Six of the Most Popular Plumbing Myths.

When it comes to the sewer system, there’s plenty of myths floating about. The average person has their own ideas and backhand knowledge about what it takes to keep your pipes flowing smoothly. Falling victim to these myths can create an expensive plumbing issue. By debunking some of the most popular myths, we hope to prevent you from having to pay hundreds (or even thousands) to get out of a sticky situation. Here are six popular plumbing myths:

1. Coca-Cola Can Fix A Clogged Drain

This is a tricky myth that can be true—depending on your situation. The fact is, in some cases, Coca-Cola can actually fix a clogged drain if treated carefully. This is because soda contains phosphoric acid, a mineral found in many drinks and foods, thanks to its ability to add flavor. Allow a two-liter bottle to sit at room temperature, and then slowly pour it down the drain. Let it sit for 24 hours, and then pour boiling water down the drain, and flush or run the faucet as necessary.

However, there are many cases where phosphoric acid won’t be able to help your situation. There might be an obstruction that simply cannot be dissolved, or the issue could be more serious than a simple clog. If you still have issues with a clogged drain, you’ll need a professional to get it fixed.

According to Fix It Right Plumbing, one of the premier Frankston plumbing companies, a seriously clogged drain could require advanced machinery to fix. “The plumbing industry has come a long way in the past 10 years and drain technology has been leading the pack in terms of new tools and devices to help clear drains and also keep them cleared once the drain is open,” they said in a blog post.
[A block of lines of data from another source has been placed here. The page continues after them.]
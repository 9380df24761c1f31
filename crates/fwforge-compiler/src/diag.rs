//! Compile diagnostics.
//!
//! Warnings and errors attach to the rule label they were raised for and do
//! not stop the pipeline; the emitter writes them back as inline comments
//! next to the generated rule, and the driver maps them to an exit status.
//! Aborts are hard failures that end the current (firewall, family) compile.

use std::collections::BTreeMap;
use thiserror::Error;

#[derive(Debug, Error)]
pub enum CompileError {
    /// Fatal condition: recursive groups, unresolved runtime objects,
    /// shadowed rules, illegal action/table combinations.
    #[error("{0}")]
    Abort(String),
    #[error(transparent)]
    Model(#[from] fwforge_model::ModelError),
}

impl CompileError {
    pub fn abort(msg: impl Into<String>) -> Self {
        CompileError::Abort(msg.into())
    }
}

#[derive(Debug, Clone, Copy, PartialEq, Eq)]
pub enum Severity {
    Warning,
    Error,
}

#[derive(Debug, Clone)]
pub struct RuleNote {
    pub severity: Severity,
    pub message: String,
}

/// Per-compile diagnostics sink.
#[derive(Debug, Default)]
pub struct Diagnostics {
    notes: BTreeMap<String, Vec<RuleNote>>,
    warnings: u32,
    errors: u32,
}

impl Diagnostics {
    pub fn new() -> Self {
        Self::default()
    }

    pub fn warn(&mut self, rule_label: &str, message: impl Into<String>) {
        let message = message.into();
        tracing::warn!(rule = rule_label, "{}", message);
        self.warnings += 1;
        self.notes
            .entry(rule_label.to_string())
            .or_default()
            .push(RuleNote {
                severity: Severity::Warning,
                message,
            });
    }

    pub fn error(&mut self, rule_label: &str, message: impl Into<String>) {
        let message = message.into();
        tracing::error!(rule = rule_label, "{}", message);
        self.errors += 1;
        self.notes
            .entry(rule_label.to_string())
            .or_default()
            .push(RuleNote {
                severity: Severity::Error,
                message,
            });
    }

    /// Notes recorded for a rule, in the order they were raised.
    pub fn notes_for(&self, rule_label: &str) -> &[RuleNote] {
        self.notes.get(rule_label).map(Vec::as_slice).unwrap_or(&[])
    }

    pub fn warning_count(&self) -> u32 {
        self.warnings
    }

    pub fn error_count(&self) -> u32 {
        self.errors
    }

    pub fn has_errors(&self) -> bool {
        self.errors > 0
    }

    pub fn has_warnings(&self) -> bool {
        self.warnings > 0
    }

    /// Merge another sink into this one (used when a rule set finishes and
    /// the driver folds its diagnostics into the compile-wide set).
    pub fn absorb(&mut self, other: Diagnostics) {
        self.warnings += other.warnings;
        self.errors += other.errors;
        for (label, notes) in other.notes {
            self.notes.entry(label).or_default().extend(notes);
        }
    }
}
//! Service primitives: port ranges and TCP flag sets.

use serde::{Deserialize, Serialize};

/// Inclusive port range. `0..=0` means "any port".
#[derive(Debug, Clone, Copy, PartialEq, Eq, Hash, Default, Serialize, Deserialize)]
pub struct PortRange {
    pub start: u16,
    pub end: u16,
}

impl PortRange {
    pub fn single(port: u16) -> Self {
        Self {
            start: port,
            end: port,
        }
    }

    pub fn any() -> Self {
        Self { start: 0, end: 0 }
    }

    pub fn is_any(&self) -> bool {
        self.start == 0 && self.end == 0
    }

    pub fn is_single(&self) -> bool {
        self.start == self.end
    }

    /// Render for iptables: `22` or `22:80`.
    pub fn to_ipt(&self) -> String {
        if self.is_single() {
            self.start.to_string()
        } else {
            format!("{}:{}", self.start, self.end)
        }
    }

    /// Render for nftables: `22` or `22-80`.
    pub fn to_nft(&self) -> String {
        if self.is_single() {
            self.start.to_string()
        } else {
            format!("{}-{}", self.start, self.end)
        }
    }
}

/// Parse "22" or "22-80" / "22:80".
pub fn parse_port_range(s: &str) -> Option<PortRange> {
    let s = s.trim();
    if s.is_empty() || s == "any" {
        return Some(PortRange::any());
    }
    if let Some((a, b)) = s.split_once(['-', ':']) {
        let start = a.trim().parse().ok()?;
        let end = b.trim().parse().ok()?;
        (start <= end).then_some(PortRange { start, end })
    } else {
        s.parse().ok().map(PortRange::single)
    }
}

/// TCP flag bit set for `--tcp-flags MASK SET` matches.
#[derive(Debug, Clone, Copy, PartialEq, Eq, Hash, Default, Serialize, Deserialize)]
pub struct TcpFlags(pub u8);

impl TcpFlags {
    pub const FIN: u8 = 0x01;
    pub const SYN: u8 = 0x02;
    pub const RST: u8 = 0x04;
    pub const PSH: u8 = 0x08;
    pub const ACK: u8 = 0x10;
    pub const URG: u8 = 0x20;

    pub fn is_empty(&self) -> bool {
        self.0 == 0
    }

    pub fn from_names(names: &[String]) -> Self {
        let mut bits = 0u8;
        for name in names {
            bits |= match name.to_ascii_uppercase().as_str() {
                "FIN" => Self::FIN,
                "SYN" => Self::SYN,
                "RST" => Self::RST,
                "PSH" => Self::PSH,
                "ACK" => Self::ACK,
                "URG" => Self::URG,
                "ALL" => 0x3f,
                _ => 0,
            };
        }
        TcpFlags(bits)
    }

    /// Render as iptables flag list: `SYN,ACK` (or `ALL`/`NONE`).
    pub fn to_ipt(&self) -> String {
        if self.0 == 0x3f {
            return "ALL".into();
        }
        if self.0 == 0 {
            return "NONE".into();
        }
        let mut parts = Vec::new();
        for (bit, name) in [
            (Self::FIN, "FIN"),
            (Self::SYN, "SYN"),
            (Self::RST, "RST"),
            (Self::PSH, "PSH"),
            (Self::ACK, "ACK"),
            (Self::URG, "URG"),
        ] {
            if self.0 & bit != 0 {
                parts.push(name);
            }
        }
        parts.join(",")
    }
}

#[cfg(test)]
mod tests {
    use super::*;

    #[test]
    fn port_range_parsing() {
        assert_eq!(parse_port_range("22"), Some(PortRange::single(22)));
        assert_eq!(
            parse_port_range("1024-2048"),
            Some(PortRange {
                start: 1024,
                end: 2048
            })
        );
        assert_eq!(parse_port_range("any"), Some(PortRange::any()));
        assert_eq!(parse_port_range("9-2"), None);
    }

    #[test]
    fn tcp_flags_render() {
        let f = TcpFlags::from_names(&["SYN".into(), "ACK".into()]);
        assert_eq!(f.to_ipt(), "SYN,ACK");
        assert_eq!(TcpFlags(0x3f).to_ipt(), "ALL");
        assert_eq!(TcpFlags(0).to_ipt(), "NONE");
    }
}
//! Shadow detection.
//!
//! Runs before the main compile, over a more aggressively atomized form of
//! the rule set: every rule is expanded over Source × Destination ×
//! Service. A rule is shadowed when an earlier rule with a terminating
//! action matches a strict superset of its packets; that is a hard error
//! pointing at both rules.

use crate::context::CompilerContext;
use crate::diag::CompileError;
use crate::pipeline::PipelineBuilder;
use crate::rule::{CompilerRule, PolicyRule};
use crate::stages::{ExpandGroups, InjectRules, MapStage};
use fwforge_model::rules::Action;
use fwforge_model::{ObjectId, ObjectKind};
use ipnet::IpNet;

fn as_net(ctx: &CompilerContext, id: ObjectId) -> Option<IpNet> {
    match &ctx.store.get(id).kind {
        ObjectKind::Ipv4Address(a) => Some(fwforge_model::address::host_net((*a).into())),
        ObjectKind::Ipv6Address(a) => Some(fwforge_model::address::host_net((*a).into())),
        ObjectKind::Network(n) => Some(IpNet::V4(*n)),
        ObjectKind::NetworkV6(n) => Some(IpNet::V6(*n)),
        _ => None,
    }
}

/// Does object `a` match at least every address `b` matches?
fn addr_covers(ctx: &CompilerContext, a: ObjectId, b: ObjectId) -> bool {
    if a == b {
        return true;
    }
    match (as_net(ctx, a), as_net(ctx, b)) {
        (Some(na), Some(nb)) => na.contains(&nb),
        _ => false,
    }
}

/// Does element `a` (≤1 object after atomization) cover element `b`?
///
/// An empty element is "any". "Any" covers the firewall's own addresses
/// only when `firewall_is_part_of_any_and_networks` is set; otherwise a
/// rule that names the firewall is not hidden behind a FORWARD-only "any"
/// rule.
fn element_covers(
    ctx: &CompilerContext,
    a: &[ObjectId],
    b: &[ObjectId],
) -> bool {
    match (a.first(), b.first()) {
        (None, None) => true,
        (None, Some(&bid)) => {
            if ctx.store.matches_firewall(bid, ctx.fw) {
                ctx.options.firewall_is_part_of_any_and_networks
            } else {
                true
            }
        }
        (Some(_), None) => false,
        (Some(&aid), Some(&bid)) => addr_covers(ctx, aid, bid),
    }
}

fn service_covers(ctx: &CompilerContext, a: &[ObjectId], b: &[ObjectId]) -> bool {
    use fwforge_model::ObjectKind as K;
    match (a.first(), b.first()) {
        (None, _) => true,
        (Some(_), None) => false,
        (Some(&aid), Some(&bid)) => {
            if aid == bid {
                return true;
            }
            match (&ctx.store.get(aid).kind, &ctx.store.get(bid).kind) {
                (
                    K::TcpService { src: asrc, dst: adst, .. },
                    K::TcpService { src: bsrc, dst: bdst, .. },
                )
                | (
                    K::UdpService { src: asrc, dst: adst },
                    K::UdpService { src: bsrc, dst: bdst },
                ) => {
                    let covers = |a: &fwforge_model::PortRange, b: &fwforge_model::PortRange| {
                        a.is_any() || (a.start <= b.start && b.end <= a.end && !b.is_any())
                    };
                    covers(asrc, bsrc) && covers(adst, bdst)
                }
                (K::IpService { protocol: pa }, K::IpService { protocol: pb }) => pa == pb,
                (
                    K::IcmpService { icmp_type: ta, icmp_code: ca },
                    K::IcmpService { icmp_type: tb, icmp_code: cb },
                ) => *ta == -1 || (ta == tb && (*ca == -1 || ca == cb)),
                _ => false,
            }
        }
    }
}

fn shadows(ctx: &CompilerContext, earlier: &PolicyRule, later: &PolicyRule) -> bool {
    if !earlier.data.action.is_terminating() {
        return false;
    }
    // Time-restricted rules never count, either way.
    if !earlier.data.time.is_any() || !later.data.time.is_any() {
        return false;
    }
    if earlier.data.src.negated
        || earlier.data.dst.negated
        || earlier.data.srv.negated
        || later.data.src.negated
        || later.data.dst.negated
        || later.data.srv.negated
    {
        return false;
    }
    element_covers(ctx, &earlier.data.src.items, &later.data.src.items)
        && element_covers(ctx, &earlier.data.dst.items, &later.data.dst.items)
        && service_covers(ctx, &earlier.data.srv.items, &later.data.srv.items)
}

/// Fully atomize over Source × Destination × Service.
fn atomize_for_shadowing() -> impl crate::pipeline::Stage<PolicyRule> {
    MapStage::new("shadowing atomize", |_ctx: &mut CompilerContext, rule: PolicyRule, out| {
        let expand = |items: &[ObjectId]| -> Vec<Option<ObjectId>> {
            if items.is_empty() {
                vec![None]
            } else {
                items.iter().copied().map(Some).collect()
            }
        };
        for src in expand(&rule.data.src.items) {
            for dst in expand(&rule.data.dst.items) {
                for srv in expand(&rule.data.srv.items) {
                    let mut atom = rule.clone();
                    atom.data.src.items = src.into_iter().collect();
                    atom.data.dst.items = dst.into_iter().collect();
                    atom.data.srv.items = srv.into_iter().collect();
                    out.push_back(atom);
                }
            }
        }
        Ok(())
    })
}

/// Abort when any rule is fully shadowed by an earlier one.
pub fn check(ctx: &mut CompilerContext, rules: Vec<PolicyRule>) -> Result<(), CompileError> {
    let mut pipeline = PipelineBuilder::new(None)
        .add(InjectRules::new(rules))
        .add(ExpandGroups::new(PolicyRule::slots()))
        .add(atomize_for_shadowing())
        .build();
    let atoms = pipeline.run(ctx)?;

    for later_idx in 1..atoms.len() {
        let later = &atoms[later_idx];
        for earlier in &atoms[..later_idx] {
            if earlier.data.position == later.data.position {
                continue;
            }
            if shadows(ctx, earlier, later) {
                return Err(CompileError::abort(format!(
                    "rule '{}' is shadowed by rule '{}' above it",
                    later.data.label, earlier.data.label
                )));
            }
        }
    }
    Ok(())
}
2. Ice Cubes Can Sharpen A Garbage Disposal

This myth perpetuates the idea the when you toss ice cubes into the garbage disposal in your kitchen sink, it will sharpen the blades. This couldn’t be further from the truth. Garbage disposals use impellers to grind solids into liquids, and throwing in a little ice and salt could help clean it, but certainly won’t sharpen it.

3. You Can Flush Your Cat Litter

It’s true that some cat litter can be flushed down the drain, especially because it’s water soluble. However, it’s strongly advised that you don’t flush any cat litter down the drain, under any circumstances. While plain cat litter is fine, the fact is, most people aren’t flushing pure cat litter.

Because of this, what’s most problematic is the fact that cat poop can expose people to a toxic parasite called Toxoplasma gondii, which is especially harmful to pregnant women. Furthermore, because cat litter is designed to absorb moisture, it could expand and cause clogs in the drain.

4. Hot Water Can Melt Grease

If you put hot water down the sink with grease, it can help melt it down the drain. But it doesn’t do much help with it beyond that. Once liquid grease goes down the sink, it can solidify, and then it’s able to attract hair, food, lint and other objects that are sent down the train. This can clog the drain quite deeply, and will become more expensive to reach and rectify via professional plumbing services.

5. Toilets Flush In The Other Direction South of the Equator

It’s a popular myth that in countries south of the equator, such as in Australia; toilets flush in the other direction—counter-clockwise. This is because many people falsely believe that the Earth’s rotation affects the flow of water in your toilet.

Others believe this is true because of the Coriolis Effect—the phenomena that occurs when a cyclone rotates differently across the Northern and Southern hemispheres. However, this happens with cyclones because of the amount of water that’s present; and there isn’t nearly enough water in a toilet bowl to produce the same effect. In reality, the rotation of water actually depends on how the toilet is built and the direction of its jets.

6. Flushable Wipes Are Just As Safe As Toilet Paper

Flushable wipes are designed to flush down the toilet just as fluidly and safely as toilet paper. However, they don’t decompose the same way toilet paper does and could even be damaging to sewers. Because they don’t disintegrate like toilet paper; it can clog sewers and result in about $100,000 worth of maintenance damage annually. Sonia Harvat, a spokeswoman for Metro Water and Sewer in Arizona, said in an interview, “They don’t break up. They tear, they get stringy, and that’s really why these shouldn’t be put into a toilet.”